QRコード決済は、国内のさまざまな業種で導入が進んでおり、決済額ベースではわずか5年で20倍以上に拡大しています。
一方で、現金決済が根強く残っている店舗も多く、「QRコード決済を導入するきっかけがほしい」と考えている経営者の方も少なくありません。
そこでこの記事では、日本国内におけるQRコード決済の最新動向や導入によって得られる効果について詳しく解説します。
キャッシュレス市場におけるQRコード決済の急成長

日本のキャッシュレス決済市場は、近年急速な拡大を続けており、2024年には決済全体に占めるキャッシュレス比率が42.8%に到達しました。
これは前年の39.3%から3.5ポイント増加しており、日本政府が掲げていた「2025年までに4割程度」という目標を1年前倒しで達成した形です。
特に注目すべきは「QRコード決済の急成長」です。

2018年にはキャッシュレス決済全体に占めるQRコード決済の比率はわずか0.2%でしたが、2024年には9.6%にまで拡大しています。
QRコード決済の市場規模は、2019年の約6,000億円(日本能率協会総合研究所による調査データ)から2024年には約13.5兆円へと、わずか5年で20倍以上と急速な成長を見せました。
この背景には、スマートフォンの普及や日本政府によるキャッシュレス推進策、決済サービス各社による積極的なプロモーションが大きく寄与しています。
国内におけるQRコード決済の浸透率や動向

ここからは、経済産業省が公開した資料をもとに、日本におけるQRコード決済の浸透率や動向について解説します。
キャッシュレス決済全体におけるQRコード決済率は9.6%
キャッシュレス決済は、すでに日本の日常生活に広く浸透しており、2024年時点で7〜8割程度の消費者が利用している状況です。
経済産業省の消費者実態調査では、キャッシュレス決済全体のうち、QRコード決済の割合が9.6%であったと報告されています。

出典元:消費者実態調査の分析結果(2023年3月版)P.5|経済産業省
月々の支出における決済手段の内訳では、QRコード決済は全体の8%という数字になっています。

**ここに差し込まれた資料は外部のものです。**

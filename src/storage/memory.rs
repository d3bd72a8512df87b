//! In-memory key-value store

use std::collections::BTreeMap;

use super::KeyValueStore;
use crate::error::FinanceResult;

/// Volatile store backed by an ordered map
#[derive(Debug, Clone, Default)]
pub struct MemoryStore {
    entries: BTreeMap<String, String>,
}

impl MemoryStore {
    pub fn new() -> Self {
        Self::default()
    }

    pub fn len(&self) -> usize {
        self.entries.len()
    }

    pub fn is_empty(&self) -> bool {
        self.entries.is_empty()
    }
}

impl KeyValueStore for MemoryStore {
    fn read(&self, key: &str) -> FinanceResult<Option<String>> {
        Ok(self.entries.get(key).cloned())
    }

    fn write(&mut self, key: &str, value: &str) -> FinanceResult<()> {
        self.entries.insert(key.to_string(), value.to_string());
        Ok(())
    }

    fn remove(&mut self, key: &str) -> FinanceResult<()> {
        self.entries.remove(key);
        Ok(())
    }

    fn clear_all(&mut self) -> FinanceResult<()> {
        self.entries.clear();
        Ok(())
    }

    fn keys(&self) -> FinanceResult<Vec<String>> {
        Ok(self.entries.keys().cloned().collect())
    }
}
//! Data export
//!
//! - JSON: full snapshot, machine-readable
//! - YAML: full snapshot with a comment header, human-readable
//! - CSV: transactions only, spreadsheet-compatible

pub mod csv;
pub mod json;
pub mod yaml;

pub use self::csv::export_transactions_csv;
pub use json::{export_json, Snapshot, EXPORT_SCHEMA_VERSION};
pub use yaml::export_yaml;

use std::fmt;
use std::str::FromStr;

use crate::error::FinanceError;

#[derive(Debug, Clone, Copy, PartialEq, Eq)]
pub enum ExportFormat {
    Json,
    Yaml,
    Csv,
}

impl fmt::Display for ExportFormat {
    fn fmt(&self, f: &mut fmt::Formatter<'_>) -> fmt::Result {
        match self {
            Self::Json => write!(f, "json"),
            Self::Yaml => write!(f, "yaml"),
            Self::Csv => write!(f, "csv"),
        }
    }
}

impl FromStr for ExportFormat {
    type Err = FinanceError;

    fn from_str(s: &str) -> Result<Self, Self::Err> {
        match s.trim().to_lowercase().as_str() {
            "json" => Ok(Self::Json),
            "yaml" | "yml" => Ok(Self::Yaml),
            "csv" => Ok(Self::Csv),
            other => Err(FinanceError::Export(format!(
                "Unknown export format '{}' (expected json, yaml or csv)",
                other
            ))),
        }
    }
}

出典元:消費者実態調査の分析結果(2023年3月版)P.7|経済産業省
こうした数字は、前年度と比較して増加傾向にあり、今後も消費者の利便性向上や店舗側の導入促進策によって増加していくと考えられるでしょう。
個人経営店舗や病院では「QRコード決済が利用できない」イメージあり
キャッシュレス決済は、スーパーやドラッグストア、コンビニなどで利用できることが広く認知されています。
そんな中、個人経営の小規模な飲食店や理美容室、クリーニング店、病院などでは、キャッシュレス決済を利用できないイメージを持つ消費者も少なくありません。

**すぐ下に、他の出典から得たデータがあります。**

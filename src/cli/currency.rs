//! Currency CLI commands

use clap::Subcommand;

use crate::error::FinanceResult;
use crate::services::FinanceTracker;
use crate::storage::KeyValueStore;

/// Currency subcommands
#[derive(Subcommand)]
pub enum CurrencyCommands {
    /// Show the display currency
    Show,

    /// Set the display currency code (e.g., "USD")
    Set { code: String },
}

/// Handle a currency command
pub fn handle_currency_command<S: KeyValueStore>(
    tracker: &mut FinanceTracker<S>,
    cmd: CurrencyCommands,
) -> FinanceResult<()> {
    match cmd {
        CurrencyCommands::Show => println!("{}", tracker.currency()),
        CurrencyCommands::Set { code } => {
            tracker.set_currency(&code)?;
            println!("Currency set to {}", tracker.currency());
        }
    }

    Ok(())
}
//! Category display formatting

use crate::models::CategorySet;

/// One label per line, with how many transactions use it
pub fn format_category_list(categories: &CategorySet, usage: impl Fn(&str) -> usize) -> String {
    if categories.is_empty() {
        return "No categories defined.\n".to_string();
    }

    let width = categories.iter().map(str::len).max().unwrap_or(8).max(8);
    let mut output = String::new();
    for name in categories.iter() {
        let count = usage(name);
        output.push_str(&format!("  {:<width$}  {} transaction(s)\n", name, count, width = width));
    }
    output
}

#[cfg(test)]
mod tests {
    use super::*;

    #[test]
    fn test_list() {
        let set = CategorySet::from_labels(["Food", "Rent"]);
        let output = format_category_list(&set, |name| if name == "Food" { 3 } else { 0 });
        assert!(output.contains("Food      3 transaction(s)"));
        assert!(output.contains("Rent      0 transaction(s)"));
    }

    #[test]
    fn test_empty() {
        assert_eq!(format_category_list(&CategorySet::new(), |_| 0), "No categories defined.\n");
    }
}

出典元:消費者実態調査の分析結果(2023年3月版)P.8|経済産業省
こうした小規模店舗では、実際にキャッシュレス決済の導入にあたり、コスト面や運用面での負担が課題となっているケースも多く見られます。
業界全体のキャッシュレス化を進めるには、消費者の理解を深めるとともに、店舗の導入負担を軽減するための支援策や情報発信の強化が求められています。
業界全体のキャッシュレス化を進めるためには、より手厚い支援策と情報発信の強化が不可欠です。
比較的低単価のコンビニやドラッグストアでの利用率が高い
キャッシュレス決済を導入している業種に注目すると、コンビニ、ドラッグストア、ファストフード店で特にQRコード決済が利用されていることがわかります。

出典元:消費者実態調査の分析結果(2023年3月版)P.9|経済産業省
また、決済単価別に見ると、高単価の店舗ではクレジットカード、低単価の店舗ではQRコード決済の利用率が特に高いことが明らかになりました。

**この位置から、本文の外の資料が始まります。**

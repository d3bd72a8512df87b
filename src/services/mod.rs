//! Business logic layer
//!
//! `tracker` holds the state container; `aggregate` holds the pure
//! functions it uses for derived figures.

pub mod aggregate;
pub mod tracker;

pub use aggregate::Summary;
pub use tracker::{FinanceTracker, TrackerOptions, TransactionFilter};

出典元:消費者実態調査の分析結果(2023年3月版)P.10|経済産業省
例えば、1,000円以下の決済ではQRコード決済率が19%であり、クレジットカードを超える数字となっています。一方で1万円以上の決済手段を見ると、QRコード決済率は10%未満です。
これらのデータから、「来店客数が多い」「会計処理のスピードが重視」「比較的低単価」という共通点を持つ店舗ほど、QRコード決済の導入が進んでいると進みやすいと考えられます。
また、チェーン本部による決済システムの一括導入や、決済ブランドとのポイント連携が進んでいることも、普及を後押しする要因となっています。
さらに、消費者側から見ると、「スピーディーに支払いを完了できる利便性」が、高い支持を得ている理由として挙げられます。
QRコード決済を導入する加盟店の動向と課題

QRコード決済をまだ導入していない店舗にとっては、同業種における導入の理由や、実際の導入効果が気になるところでしょう。
ここでは、経済産業省がまとめた「キャッシュレス将来像の検討会」に基づいて、QRコード決済の実際の導入理由や導入後の課題について解説します。
導入理由の上位は「機会損失の回避」
経済産業省によるアンケート調査では、EC事業者を除く中小企業の約8割がキャッシュレス決済(QRコード決済を含む)導入済であることがわかりました。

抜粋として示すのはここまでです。